In discussing the genius of keeping it simple Dan brings up the Paredo 80-20 rule, named after the Italian Economist, which says that 20% of what you do produces 80% of the result. In other words stick to the basics and avoid gimmicks. But you HAVE to show up consistently and work/play hard. You HAVE to eat clean most of the time.
To quote Dan on nutrition:
Time and again, I have rediscovered the wisdom of sticking to lots of vegetables, fruits and lean meats. In addition, drinking huge amounts of water helps. What about potassium? Yes, I take that, when I buy it. Flax oil? Great stuff, keeps me regular. Whey protein? I dunno. Creatine? Water gain, I dunno. Super Amino blast? Hmmm. Bee Pollen? B-15? And on and on and on.
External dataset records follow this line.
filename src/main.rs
use graph_canvas::{App, init_logging};

fn main() {
	init_logging();
	leptos::mount::mount_to_body(App)
}
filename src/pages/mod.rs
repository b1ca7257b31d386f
pub mod home;
pub mod not_found;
In addition, beware the “Bathtub Model” of nutrition. Basically, it is this: The human body is a bathtub, the spout is calories in, the drain calories out. Add more water, drain stays the same, makes you fat. Water comes in the same, drain increases, makes you lean. Very simple. So simple it is just not correct. There is an old saying about the human brain: “If it was simple enough to understand, you wouldn’t care to understand it.” The same with the body. Why do people lean out on 6,500 calories a day, while their girlfriend gets fatter (less lean, if you will) on one meal a day and six diet drinks? Because the bathtub model is rubbish!
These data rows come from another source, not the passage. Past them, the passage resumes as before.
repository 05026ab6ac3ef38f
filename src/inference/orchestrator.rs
//! Completion orchestration: credential selection, envelope sealing, and
//! single-shot or streaming dispatch.
//!
//! Streaming runs as a producer/consumer pair. A spawned task pulls chunks
//! from upstream into a bounded channel; the calling task drains that
//! channel into the caller's transport until the finish marker. Cancelling
//! the token or dropping the transport receiver stops both sides at once.
//!
//! Per call: `Open -> (chunk)* -> Finished` or `Open -> Error`.

use crate::error::{GatewayError, UpstreamError};
use crate::inference::envelope;
use crate::inference::registry::CredentialRegistry;
use crate::inference::retry::{self, MAX_ATTEMPTS};
use crate::inference::traits::ChunkStream;
use crate::telemetry::{kinds, Telemetry};
use crate::types::*;
use futures::StreamExt;
use serde_json::json;
use std::sync::Arc;
use tokio::sync::mpsc;
use tokio_util::sync::CancellationToken;
use tracing::{debug, error, info};

/// Capacity of the channel between the upstream reader and the transport writer.
const CHUNK_BUFFER: usize = 32;

/// Top-level façade over the completion service.
pub struct CompletionOrchestrator {
    registry: Arc<CredentialRegistry>,
    telemetry: Arc<dyn Telemetry>,
    max_attempts: u32,
}

impl CompletionOrchestrator {
    pub fn new(registry: Arc<CredentialRegistry>, telemetry: Arc<dyn Telemetry>) -> Self {
        Self {
            registry,
            telemetry,
            max_attempts: MAX_ATTEMPTS,
        }
    }

    pub fn registry(&self) -> &CredentialRegistry {
        &self.registry
    }

    pub fn telemetry(&self) -> &Arc<dyn Telemetry> {
        &self.telemetry
    }

    /// Single-shot completion with bounded retry.
    pub async fn complete(
        &self,
        messages: Vec<ChatMessage>,
        purpose: Purpose,
        params: CompletionParams,
    ) -> Result<CompletionResult, GatewayError> {
        self.complete_with(messages, purpose, params, Ok).await
    }

    /// Single-shot completion where `parse` runs inside the retry, so a
    /// malformed answer is retried like a failed call.
    pub async fn complete_with<T, P>(
        &self,
        messages: Vec<ChatMessage>,
        purpose: Purpose,
        params: CompletionParams,
        parse: P,
    ) -> Result<T, GatewayError>
    where
        P: Fn(CompletionResult) -> Result<T, UpstreamError>,
    {
        let handle = self.registry.resolve(purpose).await?;
        let request = CompletionRequest {
            messages: envelope::seal(messages),
            params,
        };
        let request_id = ulid::Ulid::new().to_string();
        debug!(
            "[{}] Completion for {} via {} credentials",
            request_id, purpose, handle.source
        );

        let request = &request;
        let parse = &parse;
        let result = retry::with_retry(
            self.max_attempts,
            self.telemetry.as_ref(),
            purpose.as_str(),
            |_state| {
                let client = handle.client().clone();
                async move {
                    let completion = client.complete(request).await?;
                    parse(completion)
                }
            },
        )
        .await;

        if result.is_ok() {
            debug!("[{}] Completion for {} succeeded", request_id, purpose);
        }
        result
    }

    /// Open an upstream stream, retrying establishment up to `attempts`
    /// times. Nothing has been forwarded when this returns.
    pub async fn open_stream(
        &self,
        messages: Vec<ChatMessage>,
        purpose: Purpose,
        params: CompletionParams,
        attempts: u32,
    ) -> Result<ChunkStream, GatewayError> {
        let handle = self.registry.resolve(purpose).await?;
        let request = CompletionRequest {
            messages: envelope::seal(messages),
            params,
        };

        if attempts <= 1 {
            return handle
                .client()
                .stream(&request)
                .await
                .map_err(GatewayError::from);
        }

        let request = &request;
        retry::with_retry(attempts, self.telemetry.as_ref(), purpose.as_str(), |_state| {
            let client = handle.client().clone();
            async move { client.stream(request).await }
        })
        .await
    }

    /// Streaming completion written to `transport` as it arrives.
    pub async fn complete_streaming(
        &self,
        messages: Vec<ChatMessage>,
        purpose: Purpose,
        params: CompletionParams,
        transport: mpsc::Sender<StreamFrame>,
        cancel: CancellationToken,
    ) -> Result<StreamOutcome, GatewayError> {
        let upstream = self.open_stream(messages, purpose, params, 1).await?;
        self.forward_stream(upstream, purpose, transport, cancel)
            .await
    }

    /// Drain `upstream` into `transport`.
    ///
    /// Content chunks become [`StreamFrame::Data`]; the finish marker becomes
    /// exactly one [`StreamFrame::Done`] and nothing is written after it. On
    /// an upstream error the frames already sent stay sent, the transport is
    /// released and the error is returned.
    pub async fn forward_stream(
        &self,
        upstream: ChunkStream,
        purpose: Purpose,
        transport: mpsc::Sender<StreamFrame>,
        cancel: CancellationToken,
    ) -> Result<StreamOutcome, GatewayError> {
        let (chunk_tx, mut chunk_rx) = mpsc::channel(CHUNK_BUFFER);
        let upstream_cancel = cancel.child_token();
        let producer = tokio::spawn(pump_upstream(upstream, chunk_tx, upstream_cancel.clone()));

        let mut frames = 0usize;
        let cancelled = |frames| StreamOutcome {
            state: StreamState::Finished,
            frames_forwarded: frames,
            cancelled: true,
        };

        let result = loop {
            let next = tokio::select! {
                biased;
                _ = cancel.cancelled() => break Ok(cancelled(frames)),
                _ = transport.closed() => break Ok(cancelled(frames)),
                next = chunk_rx.recv() => next,
            };

            match next {
                Some(Ok(CompletionChunk::Content(text))) => {
                    if !deliver(&transport, StreamFrame::Data(text), &cancel).await {
                        break Ok(cancelled(frames));
                    }
                    frames += 1;
                }
                Some(Ok(CompletionChunk::Finish { reason })) => {
                    debug!("Stream for {} finished ({})", purpose, reason);
                    let delivered = deliver(&transport, StreamFrame::Done, &cancel).await;
                    break Ok(StreamOutcome {
                        state: StreamState::Finished,
                        frames_forwarded: frames,
                        cancelled: !delivered,
                    });
                }
                Some(Err(e)) => break Err(e),
                None => break Err(UpstreamError::Truncated),
            }
        };

        upstream_cancel.cancel();
        producer.abort();
        drop(transport);

        match result {
            Ok(outcome) => {
                if outcome.cancelled {
                    info!(
                        "Stream for {} cancelled by caller after {} frames",
                        purpose, outcome.frames_forwarded
                    );
                }
                Ok(outcome)
            }
            Err(e) => {
                error!(
                    "Stream for {} failed after {} frames ({} -> {}): {}",
                    purpose,
                    frames,
                    StreamState::Open,
                    StreamState::Error,
                    e
                );
                self.telemetry.record_event(
                    kinds::COMPLETION_STREAM_FAILED,
                    json!({
                        "purpose": purpose.as_str(),
                        "frames_forwarded": frames,
                        "error": e.to_string(),
                    }),
                );
                Err(GatewayError::Upstream(e))
            }
        }
    }
}

/// Pull chunks from upstream until a terminal item, cancellation, or the
/// consumer going away.
async fn pump_upstream(
    mut upstream: ChunkStream,
    chunks: mpsc::Sender<Result<CompletionChunk, UpstreamError>>,
    cancel: CancellationToken,
) {
    loop {
        let next = tokio::select! {
            biased;
            _ = cancel.cancelled() => return,
            next = upstream.next() => next,
        };
        let Some(item) = next else {
            return;
        };
        let terminal = !matches!(item, Ok(CompletionChunk::Content(_)));

        tokio::select! {
            biased;
            _ = cancel.cancelled() => return,
            sent = chunks.send(item) => {
                if sent.is_err() {
                    return;
                }
            }
        }

        if terminal {
            return;
        }
    }
}

/// Write one frame unless the caller cancels first. False if not delivered.
async fn deliver(
    transport: &mpsc::Sender<StreamFrame>,
    frame: StreamFrame,
    cancel: &CancellationToken,
) -> bool {
    tokio::select! {
        biased;
        _ = cancel.cancelled() => false,
        sent = transport.send(frame) => sent.is_ok(),
    }
}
Eat food. Eat multiple meals a day. Eat breakfast. Eat.
The KISS Principle for training:
The key is to find the 20% that leads to the “biggest bang for the buck!” Most athletes usually come to the answer that, and this is beyond what mom and dad provided at birth, in the weight room it is the basics: cleans, presses, squats. On the track, it might be stadium steps, hills or sprints. For the endurance athlete, it might be those “hard runs” with friends on Saturdays. Once an athlete knows the techniques, sometimes very great progress is made on the simplest of programs. For example, many, many lifters and throwers used the following program in the Sixties and early Seventies:
Monday: Train Hard (and heavy and go home!)
Wednesday: Train Hard
Saturday: Train very hard; if competing train very hard after competition. Keep the exercise number low, the intensity high!
In other words you to make good progress you need to train three times a week, whether you are an athlete of are trying to lose weight. And you need to work HARD and intelligently. You don't need more than an hour - few have that much time nor is it necessary. Train hard and go home.
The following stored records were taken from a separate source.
//! Configuration schema for promptgate.toml.

use crate::types::Purpose;
use serde::{Deserialize, Serialize};
use std::collections::HashMap;
use std::fmt;

/// Root configuration structure.
#[derive(Debug, Clone, Serialize, Deserialize)]
#[serde(default)]
pub struct GatewayConfig {
    /// Directory for cached page metadata.
    pub cache_dir: String,

    /// YAML document holding prompt templates.
    pub prompts_path: String,

    /// Optional YAML message catalog for localized strings.
    pub translations_path: String,

    /// Log level (debug, info, warn, error).
    pub log_level: String,

    /// Config version.
    pub version: u32,

    /// Completion service credentials, raw as written in the file.
    pub completion: RawCompletionConfig,

    /// Model used by each feature.
    pub models: ModelConfig,

    /// Character caps applied by the input guard.
    pub limits: GuardLimits,
}

impl Default for GatewayConfig {
    fn default() -> Self {
        Self {
            completion: RawCompletionConfig::default(),
            models: ModelConfig::default(),
            limits: GuardLimits::default(),
            cache_dir: "~/.promptgate/url-metadata-cache".into(),
            prompts_path: "~/.promptgate/prompts.yml".into(),
            translations_path: String::new(),
            log_level: "info".into(),
            version: 1,
        }
    }
}

impl GatewayConfig {
    /// Resolve a path that may contain `~` to an absolute path.
    pub fn resolve_path(&self, path: &str) -> String {
        shellexpand::tilde(path).into_owned()
    }

    pub fn resolved_cache_dir(&self) -> String {
        self.resolve_path(&self.cache_dir)
    }

    pub fn resolved_prompts_path(&self) -> String {
        self.resolve_path(&self.prompts_path)
    }

    /// Resolved translations path, if one is configured.
    pub fn resolved_translations_path(&self) -> Option<String> {
        if self.translations_path.is_empty() {
            None
        } else {
            Some(self.resolve_path(&self.translations_path))
        }
    }
}

/// Credentials for one completion client.
#[derive(Clone, Default, PartialEq, Eq, Serialize, Deserialize)]
pub struct ApiCredentials {
    pub api_key: String,
    #[serde(default, skip_serializing_if = "Option::is_none")]
    pub organization: Option<String>,
    #[serde(default, skip_serializing_if = "Option::is_none")]
    pub base_url: Option<String>,
    #[serde(default, skip_serializing_if = "Option::is_none")]
    pub timeout_secs: Option<u64>,
}

impl fmt::Debug for ApiCredentials {
    fn fmt(&self, f: &mut fmt::Formatter<'_>) -> fmt::Result {
        f.debug_struct("ApiCredentials")
            .field("api_key", &redact(&self.api_key))
            .field("organization", &self.organization)
            .field("base_url", &self.base_url)
            .field("timeout_secs", &self.timeout_secs)
            .finish()
    }
}

fn redact(key: &str) -> String {
    if key.is_empty() {
        String::new()
    } else {
        let tail: String = key
            .chars()
            .rev()
            .take(4)
            .collect::<Vec<_>>()
            .into_iter()
            .rev()
            .collect();
        format!("***{}", tail)
    }
}

/// `[completion]` exactly as written, including the legacy single `api_key`.
#[derive(Debug, Clone, Serialize, Deserialize)]
#[serde(default)]
pub struct RawCompletionConfig {
    /// Completion API base URL shared by every purpose.
    pub base_url: String,

    /// Transport timeout shared by every purpose.
    pub timeout_secs: u64,

    /// Legacy single key. Becomes `general` when that table is absent.
    #[serde(skip_serializing_if = "Option::is_none")]
    pub api_key: Option<String>,

    #[serde(skip_serializing_if = "Option::is_none")]
    pub general: Option<ApiCredentials>,
    #[serde(skip_serializing_if = "Option::is_none")]
    pub motivational_message: Option<ApiCredentials>,
    #[serde(skip_serializing_if = "Option::is_none")]
    pub url_safety: Option<ApiCredentials>,
    #[serde(skip_serializing_if = "Option::is_none")]
    pub push_notification: Option<ApiCredentials>,
    #[serde(skip_serializing_if = "Option::is_none")]
    pub username_validation: Option<ApiCredentials>,
    #[serde(skip_serializing_if = "Option::is_none")]
    pub subtasks_generation: Option<ApiCredentials>,
    #[serde(skip_serializing_if = "Option::is_none")]
    pub brain_dump_conversion: Option<ApiCredentials>,
}

impl Default for RawCompletionConfig {
    fn default() -> Self {
        Self {
            base_url: "https://api.openai.com/v1".into(),
            timeout_secs: 60,
            api_key: None,
            general: None,
            motivational_message: None,
            url_safety: None,
            push_notification: None,
            username_validation: None,
            subtasks_generation: None,
            brain_dump_conversion: None,
        }
    }
}

impl RawCompletionConfig {
    fn for_purpose(&self, purpose: Purpose) -> Option<&ApiCredentials> {
        match purpose {
            Purpose::General => self.general.as_ref(),
            Purpose::MotivationalMessage => self.motivational_message.as_ref(),
            Purpose::UrlSafety => self.url_safety.as_ref(),
            Purpose::PushNotification => self.push_notification.as_ref(),
            Purpose::UsernameValidation => self.username_validation.as_ref(),
            Purpose::SubtasksGeneration => self.subtasks_generation.as_ref(),
            Purpose::BrainDumpConversion => self.brain_dump_conversion.as_ref(),
        }
    }
}

/// Credentials keyed by purpose, with shared defaults already applied.
#[derive(Debug, Clone, Default, PartialEq, Eq)]
pub struct PurposeKeyedConfig {
    credentials: HashMap<Purpose, ApiCredentials>,
}

impl PurposeKeyedConfig {
    pub fn get(&self, purpose: Purpose) -> Option<&ApiCredentials> {
        self.credentials.get(&purpose)
    }

    pub fn general(&self) -> Option<&ApiCredentials> {
        self.get(Purpose::General)
    }

    pub fn insert(&mut self, purpose: Purpose, credentials: ApiCredentials) {
        self.credentials.insert(purpose, credentials);
    }
}

/// One-time startup reshaping of `[completion]` into purpose-keyed credentials.
///
/// A legacy top-level `api_key` fills `general` when no `general` table is
/// present. Entries with an empty key are dropped. Missing `base_url` and
/// `timeout_secs` are inherited from the section.
pub fn normalize_config(raw: &RawCompletionConfig) -> PurposeKeyedConfig {
    let mut keyed = PurposeKeyedConfig::default();

    for purpose in Purpose::ALL {
        let explicit = raw.for_purpose(purpose).cloned();
        let creds = match (purpose, explicit, raw.api_key.as_deref()) {
            (_, Some(creds), _) => creds,
            (Purpose::General, None, Some(legacy)) => ApiCredentials {
                api_key: legacy.to_string(),
                ..Default::default()
            },
            _ => continue,
        };
        if creds.api_key.trim().is_empty() {
            continue;
        }

        keyed.insert(
            purpose,
            ApiCredentials {
                base_url: creds.base_url.or_else(|| Some(raw.base_url.clone())),
                timeout_secs: creds.timeout_secs.or(Some(raw.timeout_secs)),
                ..creds
            },
        );
    }

    keyed
}

/// Model and sampling preset per feature.
#[derive(Debug, Clone, Serialize, Deserialize)]
#[serde(default)]
pub struct ModelConfig {
    pub motivational_message: String,
    pub chat_reply: String,
    pub url_safety: String,
    pub username_validation: String,
    pub subtasks_generation: String,
    pub brain_dump_conversion: String,
}

impl Default for ModelConfig {
    fn default() -> Self {
        Self {
            motivational_message: "gpt-4o-mini".into(),
            chat_reply: "gpt-4o-mini".into(),
            url_safety: "gpt-4o-mini".into(),
            username_validation: "gpt-4o-mini".into(),
            subtasks_generation: "gpt-4o-mini".into(),
            brain_dump_conversion: "gpt-4o".into(),
        }
    }
}

/// Character caps applied before input reaches a prompt.
#[derive(Debug, Clone, Copy, PartialEq, Eq, Serialize, Deserialize)]
#[serde(default)]
pub struct GuardLimits {
    pub default: usize,
    pub long_term_goal: usize,
    pub brain_dump: usize,
    pub metadata_title: usize,
    pub metadata_description: usize,
}

impl Default for GuardLimits {
    fn default() -> Self {
        Self {
            default: 300,
            long_term_goal: 200,
            brain_dump: 5000,
            metadata_title: 200,
            metadata_description: 500,
        }
    }
}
I agree with my friend Alwyn Cosgrove who says that most people know what to do, they just don't apply what they know. For example if you are trying to lose weight:
Did you train today? Did you do something that will elevate your metabolism? Did you eat supportively? Post workout shake? 5 meals? Protein at every meal? EFA's?
Stop trying to figure out a better plan if you aren't already doing all of the above.
Decide on a goal. Work hard to reach that goal and enjoy the process. Then relax and reassess.